## [AIM OF THE TASK]
The lines to return are those below that contain the word "encoding".

(Stored data entries)
//! Elixir Term Conversion Utilities
//!
//! Result tuples and configuration maps exchanged with the BEAM.

use crate::error::Error;
use crate::output::OutputOptions;
use crate::split::SplitOptions;
use rustler::{Atom, Encoder, Env, NewBinary, NifResult, Term};

// Pre-defined atoms for efficiency - created once at compile time
rustler::atoms! {
    ok,
    error,
    done,
}

/// Split configuration as passed from Elixir
#[derive(rustler::NifMap)]
pub struct SplitConfig {
    pub path: String,
    pub suppress_path_not_found: bool,
    pub preserve_whitespace: bool,
    pub encoding: Option<String>,
    pub buffer_size: Option<usize>,
    pub namespaces: Vec<(String, String)>,
    pub indent: Option<usize>,
}

impl From<SplitConfig> for SplitOptions {
    fn from(config: SplitConfig) -> Self {
        let mut options = SplitOptions::new(config.path)
            .with_suppress_path_not_found(config.suppress_path_not_found)
            .with_preserve_whitespace(config.preserve_whitespace)
            .with_indent(config.indent);
        if let Some(encoding) = config.encoding {
            options = options.with_encoding(encoding);
        }
        if let Some(size) = config.buffer_size {
            options = options.with_buffer_size(size);
        }
        for (prefix, uri) in config.namespaces {
            options = options.with_namespace(prefix, uri);
        }
        options
    }
}

/// Output configuration as passed from Elixir. `nil` fields keep defaults.
#[derive(rustler::NifMap)]
pub struct OutputConfig {
    pub encoding: Option<String>,
    pub root_element: Option<String>,
    pub prefix: Option<String>,
    pub namespace_uri: Option<String>,
    pub path: Option<String>,
}

impl OutputConfig {
    pub fn options(&self) -> OutputOptions {
        let mut options = OutputOptions::default();
        if let Some(encoding) = &self.encoding {
            options = options.with_encoding(encoding.as_str());
        }
        if let Some(root) = &self.root_element {
            options = options.with_root_element(root.as_str());
        }
        if let Some(prefix) = &self.prefix {
            options = options.with_prefix(prefix.as_str());
        }
        if let Some(uri) = &self.namespace_uri {
            options = options.with_namespace_uri(uri.as_str());
        }
        options
    }
}

/// `{:error, {kind, message}}`
pub fn error_to_term<'a>(env: Env<'a>, err: &Error) -> NifResult<Term<'a>> {
    let kind = Atom::from_str(env, err.kind_name())?;
    Ok((error(), (kind, err.to_string())).encode(env))
}

/// `{:ok, binary}`
pub fn ok_binary<'a>(env: Env<'a>, bytes: &[u8]) -> Term<'a> {
    (ok(), bytes_to_binary(env, bytes)).encode(env)
}

/// Create an Elixir binary from bytes
#[inline]
pub fn bytes_to_binary<'a>(env: Env<'a>, bytes: &[u8]) -> Term<'a> {
    let mut binary = NewBinary::new(env, bytes.len());
    binary.as_mut_slice().copy_from_slice(bytes);
    binary.into()
}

## [EXPECTED ANSWER]
    pub encoding: Option<String>,
        if let Some(encoding) = config.encoding {
            options = options.with_encoding(encoding);
    pub encoding: Option<String>,
        if let Some(encoding) = &self.encoding {
            options = options.with_encoding(encoding.as_str());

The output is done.